Go Between offers two different solutions for CORS proxy handling. First, it provides a pretty standard solution for simply prepending a URL with the proxy URL (specifically, adding “” before each request). The more interesting secondary solution is the use of domain mapping, allowing any domain to be mapped to any URI as a base bath. This is best used for production resources that routinely hit CORS issues while not itself necessitating CORS headers to any high level. That middle ground is often underserved, and Go Between is a wonderful solution for that specific use case.

8. allOrigins

allOrigins is an interesting javascript solution in that content is pulled via the API in JSON/P or raw, and then delivered to the client for further use or transformation. This is more directly a proxy useful in the development of services that rely on other resources and pages rather than specific APIs – for instance, pulling data from without using an API is a good use case for this sort of proxy.

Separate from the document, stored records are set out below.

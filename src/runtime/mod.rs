use std::env;
use std::path::Path;
use std::sync::Arc;

use tokio_util::sync::CancellationToken;
use tracing::{info, warn};

use allegro::backend::memory::MemoryBackend;
use allegro::player::PlayerService;
use allegro::session::RequestContext;

use playlist::Playlist;

mod logging;
mod playlist;
mod settings;

/// Dry-run a playlist import against the in-memory backend and print the result.
pub async fn run() -> Result<(), Box<dyn std::error::Error>> {
    let settings = settings::load_settings();
    logging::init_tracing(&settings.logging.filter);

    let path = env::args()
        .nth(1)
        .ok_or("usage: allegro <playlist.toml>")?;
    let playlist = Playlist::load(Path::new(&path))?;

    let backend = Arc::new(MemoryBackend::new().with_tracks(playlist.loadable()));
    let service = PlayerService::new(backend.clone(), &settings);

    let ctx = RequestContext {
        guild: playlist.guild,
        user_id: 0,
        user_name: playlist.requested_by.clone(),
        voice_channel: Some(playlist.voice_channel),
        text_channel: playlist.text_channel,
    };

    let cancel = CancellationToken::new();
    let on_interrupt = cancel.clone();
    tokio::spawn(async move {
        if tokio::signal::ctrl_c().await.is_ok() {
            warn!("Interrupted, stopping import");
            on_interrupt.cancel();
        }
    });

    info!(guild = ctx.guild, tracks = playlist.tracks.len(), "Dry run");
    let report = service
        .enqueue(&ctx, &playlist.descriptors(), &cancel)
        .await?;

    println!("{report}");
    for title in &report.dropped {
        println!("  dropped: {title}");
    }
    if report.cancelled {
        println!("  (import cancelled)");
    }
    if report.session_closed {
        println!("  (player disconnected during import)");
    }

    let info = service.now_playing(&ctx).await?;
    if let Some(current) = &info.current {
        println!("Now playing: {}", current.display());
    }
    if let Some(view) = backend.snapshot(ctx.guild) {
        for (i, title) in view.queued.iter().enumerate() {
            println!("{:>3}. {title}", i + 1);
        }
    }
    Ok(())
}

That being said, this is a very niche solution and is only really useful in specific applications. A more generalist solution may be more appropriate depending on use case – if your use case is appropriate, however, allOrigins is a great implementation.

9. Cloudflare

Cloudflare is arguably the most feature-rich solution on this list. Its CORS proxy solution is one aspect of a much more sophisticated offering. Cloudflare is a massive Content Delivery Network or CDN. As such, it offers security, reliability, and performance solutions well above and beyond what a CORS proxy is designed to do.

With that in mind, Cloudflare provides a pretty clean and straightforward method for CORS resolution. Cloudflare automatically detects cached assets through header investigation and passes the origin headers from the origin server to the browser in question. This is all done quite simply, and can be configured and edited using the internal API.

10. YaCDN

YaCDN isn’t really a proxy server by design and instead exists as a CDN (much like CloudFlare). That being said, it does have an explicit CORS proxy endpoint that simply prepends the YaCDN URL to the resource destination. Of note is that YaCDN is still being actively maintained and updated.


CORS is actually a quite simple system once you understand both the need for it and the underlying system that drives it. Implementing CORS can result in more granular security, yes, but it can also open up major new avenues for data interaction and transmission. Properly configured and created within a planned API architecture, CORS is a wonderful tool.